Iran is working on its own personal space race. According to a Sunday report from the Associated Press, the country’s space program is currently laying the groundwork for launching a monkey into space – and into orbit – next month.
The mission would, supposedly, not be Iran’s first experience with using animals for space exploration. The country’s space agency claimed in January that it had propelled another monkey past Earth’s atmosphere, into outer space, and back to solid ground in a safe and successful fashion. Hamid Fazeli, the deputy head of Iran’s space agency, claims that the monkey tests will help the country in its quest to get a man in space by 2018.

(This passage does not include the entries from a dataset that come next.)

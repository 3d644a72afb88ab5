//! CLI module.
//!
//! Provides argument parsing and the subcommand implementations.

pub mod args;
pub mod commands;

pub use args::{Args, Command, DirectoryKindArg};
pub use commands::{run_dirs, run_ensure_dir, run_gen_path, run_md5, run_perms};
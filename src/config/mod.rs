//! Configuration module for easy-filesystem.
//!
//! This module handles:
//! - Loading configuration from TOML files
//! - Configuration validation

pub mod loader;
pub mod validation;

pub use loader::{AppConfig, Config, DirectoriesConfig};
pub use validation::validate_config;
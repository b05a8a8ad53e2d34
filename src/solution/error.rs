//! Error types for solution parsing, merging, and file I/O.

use std::io;
use std::path::PathBuf;
use thiserror::Error;

/// Errors surfaced by solution file operations.
#[derive(Debug, Error)]
pub enum SolutionError {
    /// The input text violates the solution grammar.
    #[error("malformed solution file {}: {source}", path.display())]
    Malformed {
        path: PathBuf,
        #[source]
        source: ParseError,
    },

    /// Two merge inputs declare a project with the same GUID.
    #[error(
        "duplicate project GUID {{{guid}}} declared by both {} and {}",
        first.display(),
        second.display()
    )]
    DuplicateProjectGuid {
        guid: String,
        first: PathBuf,
        second: PathBuf,
    },

    /// Reading or writing a file failed before the format was involved.
    #[error("{}: {source}", path.display())]
    Io {
        path: PathBuf,
        #[source]
        source: io::Error,
    },
}

/// Grammar violations, independent of which file they came from.
#[derive(Debug, Error)]
pub enum ParseError {
    /// Input ended while a record or section still needed more lines.
    #[error("unexpected end of file while reading {context}")]
    UnexpectedEof { context: String },

    /// A line between `Global` and `EndGlobal` that is neither a section
    /// header nor a recognized marker.
    #[error("unexpected input in global block: {line:?}")]
    UnexpectedInput { line: String },

    /// A line inside a dependency block that is neither a GUID pair nor
    /// `EndProjectSection`.
    #[error("bad dependency line in project {project}: {line:?}")]
    BadDependencyLine { project: String, line: String },

    /// A project record that does not close with `EndProject` where one is
    /// required.
    #[error("expected EndProject in project {project}, found {line:?}")]
    MissingEndProject { project: String, line: String },
}
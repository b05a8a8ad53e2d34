//! Canonical serialization of a solution back to text.
//!
//! Output layout is fixed: byte-order mark, blank line, the two header
//! lines, project records, then the global block. Section bodies are copied
//! through byte for byte; everything structural is emitted with `\n` and
//! tab indentation.

use super::{GlobalSection, Project, Solution};

/// Byte-order mark expected at the start of every solution file.
const BOM: char = '\u{feff}';

/// Fixed file header, written above the project records.
const HEADER: &str = "\nMicrosoft Visual Studio Solution File, Format Version 11.00\n# Visual Studio 2010\n";

pub(crate) fn render(solution: &Solution) -> String {
    let mut out = String::new();
    out.push(BOM);
    out.push_str(HEADER);
    for project in &solution.projects {
        render_project(&mut out, project);
    }
    out.push_str("Global\n");
    for section in &solution.sections {
        render_section(&mut out, section);
    }
    out.push_str("EndGlobal\n");
    out
}

fn render_project(out: &mut String, project: &Project) {
    out.push_str(&format!(
        "Project(\"{{{}}}\") = \"{}\", \"{}\", \"{{{}}}\"\n",
        project.type_guid, project.name, project.relative_path, project.guid
    ));
    if !project.dependencies.is_empty() {
        out.push_str("\tProjectSection(ProjectDependencies) = postProject\n");
        for guid in &project.dependencies {
            out.push_str(&format!("\t\t{{{guid}}} = {{{guid}}}\n"));
        }
        out.push_str("\tEndProjectSection\n");
    }
    out.push_str("EndProject\n");
}

fn render_section(out: &mut String, section: &GlobalSection) {
    out.push_str(&format!(
        "\tGlobalSection({}) = {}\n",
        section.name, section.phase
    ));
    for line in &section.lines {
        out.push_str(line);
    }
    out.push_str("\tEndGlobalSection\n");
}
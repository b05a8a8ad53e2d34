//! Combining parsed solutions into one master solution.
//!
//! The merge is a pure function over borrowed inputs: nothing is consumed
//! or mutated, so the same [`Solution`] values can feed any number of
//! merges. Project records are concatenated in input order with their paths
//! rebased under each source file's directory; the three well-known global
//! sections get their own policies and every other section is concatenated
//! by name.

use std::collections::{BTreeSet, HashMap};
use std::path::{Path, PathBuf};

use super::error::SolutionError;
use super::{GlobalSection, Project, Solution};

/// Type GUID stamped on every merged project under the default policy.
pub const MERGED_TYPE_GUID: &str = "FAE04EC0-301F-11D3-BF4B-00C04F79EFBC";

/// Solution-wide build configurations; merged as a deduplicated union.
const SOLUTION_CONFIGURATION: &str = "SolutionConfigurationPlatforms";
/// Per-project build configurations; merged by concatenation.
const PROJECT_CONFIGURATION: &str = "ProjectConfigurationPlatforms";
/// Always written with one fixed body, never copied from inputs.
const SOLUTION_PROPERTIES: &str = "SolutionProperties";

/// Sections with first-class merge policy. Anything else is concatenated
/// under its own name.
const POLICY_SECTIONS: &[&str] = &[
    SOLUTION_CONFIGURATION,
    PROJECT_CONFIGURATION,
    SOLUTION_PROPERTIES,
];

/// How merged projects get their type GUID.
#[derive(Debug, Clone, PartialEq, Eq)]
pub enum TypeGuidPolicy {
    /// Stamp one fixed type GUID on every project.
    Fixed(String),
    /// Keep each project's own type GUID.
    Keep,
}

/// Merge policy knobs.
#[derive(Debug, Clone)]
pub struct MergeOptions {
    /// Defaults to `Fixed(MERGED_TYPE_GUID)`, the GUID the consuming
    /// toolchain expects on combined entries.
    pub type_guid: TypeGuidPolicy,
}

impl Default for MergeOptions {
    fn default() -> Self {
        Self {
            type_guid: TypeGuidPolicy::Fixed(MERGED_TYPE_GUID.to_string()),
        }
    }
}

/// Combine parsed solutions into one master document rooted at
/// `output_path`.
///
/// Projects keep their declaration order within each input and inputs keep
/// their argument order. Each project's path is joined under its source
/// solution's directory so it stays valid from the merged file's location.
/// A project GUID appearing in more than one input is rejected; the merged
/// document would be ambiguous.
pub fn merge_solutions(
    inputs: &[Solution],
    output_path: impl Into<PathBuf>,
    options: &MergeOptions,
) -> Result<Solution, SolutionError> {
    let mut seen: HashMap<&str, &Path> = HashMap::new();
    for solution in inputs {
        for project in &solution.projects {
            if let Some(first) = seen.insert(&project.guid, &solution.source_path) {
                return Err(SolutionError::DuplicateProjectGuid {
                    guid: project.guid.clone(),
                    first: first.to_path_buf(),
                    second: solution.source_path.clone(),
                });
            }
        }
    }

    let mut merged = Solution {
        projects: Vec::new(),
        sections: Vec::new(),
        source_path: output_path.into(),
    };

    for solution in inputs {
        let base = solution.source_path.parent().unwrap_or(Path::new(""));
        for project in &solution.projects {
            merged.projects.push(Project {
                type_guid: match &options.type_guid {
                    TypeGuidPolicy::Fixed(guid) => guid.clone(),
                    TypeGuidPolicy::Keep => project.type_guid.clone(),
                },
                name: project.name.clone(),
                relative_path: rebase(base, &project.relative_path),
                guid: project.guid.clone(),
                dependencies: project.dependencies.clone(),
            });
        }
    }

    // Union of the solution-wide configurations, deduplicated; the set
    // writes out in sorted order.
    let mut configurations = BTreeSet::new();
    for solution in inputs {
        if let Some(section) = solution.section(SOLUTION_CONFIGURATION) {
            configurations.extend(section.lines.iter().cloned());
        }
    }
    merged.insert_section(GlobalSection {
        name: SOLUTION_CONFIGURATION.to_string(),
        phase: "preSolution".to_string(),
        lines: configurations.into_iter().collect(),
    });

    merged.insert_section(GlobalSection {
        name: SOLUTION_PROPERTIES.to_string(),
        phase: "preSolution".to_string(),
        lines: vec!["\t\tHideSolutionNode = FALSE\n".to_string()],
    });

    // Per-project configurations are per-GUID, so plain concatenation in
    // input order is already collision-free.
    let mut project_configurations = Vec::new();
    for solution in inputs {
        if let Some(section) = solution.section(PROJECT_CONFIGURATION) {
            project_configurations.extend(section.lines.iter().cloned());
        }
    }
    merged.insert_section(GlobalSection {
        name: PROJECT_CONFIGURATION.to_string(),
        phase: "postSolution".to_string(),
        lines: project_configurations,
    });

    // Everything else merges generically: sections with the same name are
    // concatenated in input order under the first contributor's phase, and
    // new names append in first-encounter order.
    for solution in inputs {
        for section in &solution.sections {
            if POLICY_SECTIONS.contains(&section.name.as_str()) {
                continue;
            }
            match merged
                .sections
                .iter_mut()
                .find(|existing| existing.name == section.name)
            {
                Some(existing) => existing.lines.extend(section.lines.iter().cloned()),
                None => merged.sections.push(section.clone()),
            }
        }
    }

    Ok(merged)
}

/// Read `inputs`, merge them, and write the result to `output`.
///
/// Every input is parsed before any output byte is written, so a failure on
/// any input leaves `output` untouched.
pub fn combine_files(
    inputs: &[PathBuf],
    output: &Path,
    options: &MergeOptions,
) -> Result<Solution, SolutionError> {
    let mut solutions = Vec::with_capacity(inputs.len());
    for path in inputs {
        solutions.push(Solution::from_file(path)?);
    }
    let merged = merge_solutions(&solutions, output, options)?;
    merged.write_to_file(output)?;
    Ok(merged)
}

fn rebase(base: &Path, relative: &str) -> String {
    if base.as_os_str().is_empty() {
        relative.to_string()
    } else {
        base.join(relative).to_string_lossy().into_owned()
    }
}
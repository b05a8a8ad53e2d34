//! End-to-end merging over real files in a temporary tree.

use sln_merge::{
    combine_files, MergeOptions, Solution, SolutionError, TypeGuidPolicy, MERGED_TYPE_GUID,
};
use std::fs;
use std::path::{Path, PathBuf};
use tempfile::TempDir;

const GAME_GUID: &str = "7A19B9FA-11D3-43E2-9A1F-2D06CBF0B2AA";
const ENGINE_GUID: &str = "52D1EA83-6D96-4B86-B3A1-9DE5A3A0F4C1";
const KARI_GUID: &str = "0C8A4012-9E2F-4D6A-B1F5-3E7C2F1A9B55";

const GAME_SLN: &str = concat!(
    "\n",
    "Microsoft Visual Studio Solution File, Format Version 11.00\n",
    "# Visual Studio 2010\n",
    "Project(\"{FAE04EC0-301F-11D3-BF4B-00C04F79EFBC}\") = \"Game\", \"Game\\Game.csproj\", \"{7A19B9FA-11D3-43E2-9A1F-2D06CBF0B2AA}\"\n",
    "\tProjectSection(ProjectDependencies) = postProject\n",
    "\t\t{52D1EA83-6D96-4B86-B3A1-9DE5A3A0F4C1} = {52D1EA83-6D96-4B86-B3A1-9DE5A3A0F4C1}\n",
    "\tEndProjectSection\n",
    "EndProject\n",
    "Project(\"{FAE04EC0-301F-11D3-BF4B-00C04F79EFBC}\") = \"Engine\", \"Engine\\Engine.csproj\", \"{52D1EA83-6D96-4B86-B3A1-9DE5A3A0F4C1}\"\n",
    "EndProject\n",
    "Global\n",
    "\tGlobalSection(SolutionConfigurationPlatforms) = preSolution\n",
    "\t\tDebug|x86 = Debug|x86\n",
    "\t\tRelease|x86 = Release|x86\n",
    "\tEndGlobalSection\n",
    "\tGlobalSection(ProjectConfigurationPlatforms) = postSolution\n",
    "\t\t{7A19B9FA-11D3-43E2-9A1F-2D06CBF0B2AA}.Debug|x86.ActiveCfg = Debug|x86\n",
    "\t\t{52D1EA83-6D96-4B86-B3A1-9DE5A3A0F4C1}.Debug|x86.ActiveCfg = Debug|x86\n",
    "\tEndGlobalSection\n",
    "\tGlobalSection(SolutionProperties) = preSolution\n",
    "\t\tHideSolutionNode = FALSE\n",
    "\tEndGlobalSection\n",
    "\tGlobalSection(NestedProjects) = preSolution\n",
    "\t\t{52D1EA83-6D96-4B86-B3A1-9DE5A3A0F4C1} = {7A19B9FA-11D3-43E2-9A1F-2D06CBF0B2AA}\n",
    "\tEndGlobalSection\n",
    "EndGlobal\n",
);

const KARI_SLN: &str = concat!(
    "\n",
    "Microsoft Visual Studio Solution File, Format Version 11.00\n",
    "# Visual Studio 2010\n",
    "Project(\"{F184B08F-C81C-45F6-A57F-5ABD9991F28F}\") = \"Kari\", \"Kari.vbproj\", \"{0C8A4012-9E2F-4D6A-B1F5-3E7C2F1A9B55}\"\n",
    "EndProject\n",
    "Global\n",
    "\tGlobalSection(SolutionConfigurationPlatforms) = preSolution\n",
    "\t\tRelease|x86 = Release|x86\n",
    "\t\tDebug|ARM = Debug|ARM\n",
    "\tEndGlobalSection\n",
    "\tGlobalSection(ProjectConfigurationPlatforms) = postSolution\n",
    "\t\t{0C8A4012-9E2F-4D6A-B1F5-3E7C2F1A9B55}.Debug|ARM.ActiveCfg = Debug|ARM\n",
    "\t\t{0C8A4012-9E2F-4D6A-B1F5-3E7C2F1A9B55}.Release|x86.ActiveCfg = Release|x86\n",
    "\tEndGlobalSection\n",
    "\tGlobalSection(SolutionProperties) = preSolution\n",
    "\t\tHideSolutionNode = FALSE\n",
    "\tEndGlobalSection\n",
    "EndGlobal\n",
);

fn write_solution(root: &Path, relative: &str, text: &str) -> PathBuf {
    let path = root.join(relative);
    if let Some(parent) = path.parent() {
        fs::create_dir_all(parent).unwrap();
    }
    fs::write(&path, format!("\u{feff}{}", text)).unwrap();
    path
}

fn game_and_kari(root: &Path) -> Vec<PathBuf> {
    vec![
        write_solution(root, "Game/Game.sln", GAME_SLN),
        write_solution(root, "Kari/Kari.sln", KARI_SLN),
    ]
}

#[test]
fn test_merge_writes_master_with_rebased_paths() {
    let temp = TempDir::new().unwrap();
    let inputs = game_and_kari(temp.path());
    let output = temp.path().join("Master.sln");

    let merged = combine_files(&inputs, &output, &MergeOptions::default()).unwrap();
    assert_eq!(merged.projects.len(), 3);

    // The written file starts with a byte-order mark and parses back.
    let text = fs::read_to_string(&output).unwrap();
    assert!(text.starts_with('\u{feff}'));
    let reread = Solution::from_file(&output).unwrap();

    let names: Vec<&str> = reread.projects.iter().map(|p| p.name.as_str()).collect();
    assert_eq!(names, vec!["Game", "Engine", "Kari"]);

    let game_dir = temp.path().join("Game");
    let kari_dir = temp.path().join("Kari");
    assert_eq!(
        reread.projects[0].relative_path,
        game_dir.join("Game\\Game.csproj").to_string_lossy()
    );
    assert_eq!(
        reread.projects[2].relative_path,
        kari_dir.join("Kari.vbproj").to_string_lossy()
    );

    // Dependencies and the default type-GUID stamp survive the pipeline.
    assert_eq!(reread.projects[0].dependencies, vec![ENGINE_GUID.to_string()]);
    for project in &reread.projects {
        assert_eq!(project.type_guid, MERGED_TYPE_GUID);
    }
    assert_eq!(reread.projects[0].guid, GAME_GUID);
    assert_eq!(reread.projects[2].guid, KARI_GUID);
}

#[test]
fn test_merge_section_policies() {
    let temp = TempDir::new().unwrap();
    let inputs = game_and_kari(temp.path());
    let output = temp.path().join("Master.sln");

    let merged = combine_files(&inputs, &output, &MergeOptions::default()).unwrap();

    // Solution configurations: union of both files, deduplicated, sorted.
    let configurations = merged.section("SolutionConfigurationPlatforms").unwrap();
    assert_eq!(configurations.phase, "preSolution");
    assert_eq!(
        configurations.lines,
        vec![
            "\t\tDebug|ARM = Debug|ARM\n".to_string(),
            "\t\tDebug|x86 = Debug|x86\n".to_string(),
            "\t\tRelease|x86 = Release|x86\n".to_string(),
        ]
    );

    // Project configurations: both bodies, input order, no dedup.
    let project_configurations = merged.section("ProjectConfigurationPlatforms").unwrap();
    assert_eq!(project_configurations.phase, "postSolution");
    assert_eq!(project_configurations.lines.len(), 4);
    assert!(project_configurations.lines[0].contains(GAME_GUID));
    assert!(project_configurations.lines[3].contains(KARI_GUID));

    // Properties are rewritten, not copied.
    assert_eq!(
        merged.section("SolutionProperties").unwrap().lines,
        vec!["\t\tHideSolutionNode = FALSE\n".to_string()]
    );

    // A section only one input has passes through under its own name.
    let nested = merged.section("NestedProjects").unwrap();
    assert_eq!(nested.phase, "preSolution");
    assert_eq!(nested.lines.len(), 1);
}

#[test]
fn test_keep_types_policy_preserves_input_type_guids() {
    let temp = TempDir::new().unwrap();
    let inputs = game_and_kari(temp.path());
    let output = temp.path().join("Master.sln");

    let options = MergeOptions {
        type_guid: TypeGuidPolicy::Keep,
    };
    let merged = combine_files(&inputs, &output, &options).unwrap();
    assert_eq!(
        merged.projects[0].type_guid,
        "FAE04EC0-301F-11D3-BF4B-00C04F79EFBC"
    );
    assert_eq!(
        merged.projects[2].type_guid,
        "F184B08F-C81C-45F6-A57F-5ABD9991F28F"
    );
}

#[test]
fn test_malformed_input_leaves_no_output() {
    let temp = TempDir::new().unwrap();
    let good = write_solution(temp.path(), "Game/Game.sln", GAME_SLN);
    // Truncated inside the global block.
    let broken = write_solution(
        temp.path(),
        "Broken/Broken.sln",
        "\nGlobal\n\tGlobalSection(SolutionProperties) = preSolution\n",
    );
    let output = temp.path().join("Master.sln");

    let result = combine_files(&[good, broken.clone()], &output, &MergeOptions::default());
    match result {
        Err(SolutionError::Malformed { path, .. }) => assert_eq!(path, broken),
        other => panic!("expected a parse error, got {:?}", other),
    }
    assert!(!output.exists());
}

#[test]
fn test_duplicate_guid_across_inputs_rejected() {
    let temp = TempDir::new().unwrap();
    let first = write_solution(temp.path(), "A/A.sln", GAME_SLN);
    let second = write_solution(temp.path(), "B/B.sln", GAME_SLN);
    let output = temp.path().join("Master.sln");

    let result = combine_files(&[first.clone(), second.clone()], &output, &MergeOptions::default());
    match result {
        Err(SolutionError::DuplicateProjectGuid { guid, first: a, second: b }) => {
            assert_eq!(guid, GAME_GUID);
            assert_eq!(a, first);
            assert_eq!(b, second);
        }
        other => panic!("expected a duplicate GUID error, got {:?}", other),
    }
    assert!(!output.exists());
}

#[test]
fn test_missing_input_is_an_io_error() {
    let temp = TempDir::new().unwrap();
    let absent = temp.path().join("absent.sln");
    let output = temp.path().join("Master.sln");

    match combine_files(&[absent.clone()], &output, &MergeOptions::default()) {
        Err(SolutionError::Io { path, .. }) => assert_eq!(path, absent),
        other => panic!("expected an I/O error, got {:?}", other),
    }
    assert!(!output.exists());
}
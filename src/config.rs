//! Merge defaults loaded from `sln-merge.toml`.
//!
//! The file is optional. When present it supplies the input list, the
//! output path, and the type-GUID behavior, so `sln-merge merge` can run
//! with no arguments from a checkout root. Command-line flags override
//! whatever the file says.

use serde::{Deserialize, Serialize};
use std::fs;
use std::io;
use std::path::{Path, PathBuf};

/// Error types for config operations
#[derive(Debug, thiserror::Error)]
pub enum ConfigError {
    #[error("failed to read config file: {0}")]
    Io(#[from] io::Error),

    #[error("failed to parse TOML: {0}")]
    Toml(#[from] toml::de::Error),

    #[error("validation error: {0}")]
    Validation(String),
}

/// Merge defaults.
///
/// ```toml
/// inputs = ["Game/Game.sln", "Kari/Kari.sln"]
/// output = "Master.sln"
/// keep_project_types = false
/// ```
#[derive(Debug, Clone, Default, Serialize, Deserialize)]
pub struct MergeConfig {
    /// Solution files to combine, in merge order.
    #[serde(default)]
    pub inputs: Vec<PathBuf>,

    /// Where the master solution is written.
    #[serde(default)]
    pub output: Option<PathBuf>,

    /// Keep each project's own type GUID instead of stamping the fixed one.
    #[serde(default)]
    pub keep_project_types: bool,
}

impl MergeConfig {
    /// Load and parse config from a TOML file.
    pub fn from_file(path: &Path) -> Result<Self, ConfigError> {
        let contents = fs::read_to_string(path)?;
        Self::from_str(&contents)
    }

    /// Parse config from a TOML string.
    pub fn from_str(s: &str) -> Result<Self, ConfigError> {
        let config: MergeConfig = toml::from_str(s)?;
        config.validate()?;
        Ok(config)
    }

    fn validate(&self) -> Result<(), ConfigError> {
        if self.inputs.is_empty() {
            return Err(ConfigError::Validation(
                "no input solutions listed under 'inputs'".to_string(),
            ));
        }
        Ok(())
    }
}
//! sln-merge - Visual Studio solution file parser and merger
//!
//! Parses `.sln` files into a structured model, combines any number of them
//! into one master solution, and writes the result back in the exact layout
//! the consuming toolchain expects. Merging rebases each project's path
//! under its source solution's directory and reconciles the global
//! configuration sections, so the master file builds everything the input
//! files built.

pub mod config;
pub mod solution;

pub use config::{ConfigError, MergeConfig};
pub use solution::{
    combine_files, merge_solutions, GlobalSection, MergeOptions, ParseError, Project, Solution,
    SolutionError, TypeGuidPolicy, MERGED_TYPE_GUID,
};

Monkeys are not the only animals with space travel candidacy, however. In September, Iran’s space agency inspired quite a bit of controversy when it announced plans to send a Persian cat on a space expedition next March. Animal rights organizations, such as People for the Ethical Treatment of Animals, have viewed Iran’s space experiments as unethical, inappropriate, and “archaic.” The organization noted that, while the United States and the Soviet Union began their space travel experiments by sending dogs and monkeys into place, animals have hardly been used for outer space missions since.
“European and U.S. space agencies stopped sending animals into space, not only because it is unethical, but also because they turned out to be poor models for the human experience and because superior, more scientific non-animal methods of study are now available,” said Ben Williamson, the spokesperson for the organization.
Whether Iran has shelved the Persian cat experiment remains to be seen. However, if the country’s space agency proceeds in sending this new monkey into space, uproar from animal rights activists will undoubtedly erupt again. Some claimed that the country’s “space travel monkey” did not actually return from its January mission and that Iran substituted a different monkey for post-mission media appearances. It wouldn’t be the first time a monkey space experiment failed. Iran first tried to send a monkey into space – unsuccessfully – in 2011.
However, while the ethical questions surrounding animals are certainly valid arguments against Iran’s questionable space experimentation techniques, they aren’t the only instance of controversy surrounding the country’s recent interest in space travel. Some governments throughout the western world have theorized that Iran’s space agency is no more than a front for the development and testing of potential nuclear weaponry, though Iran has claimed that such theories are fiction.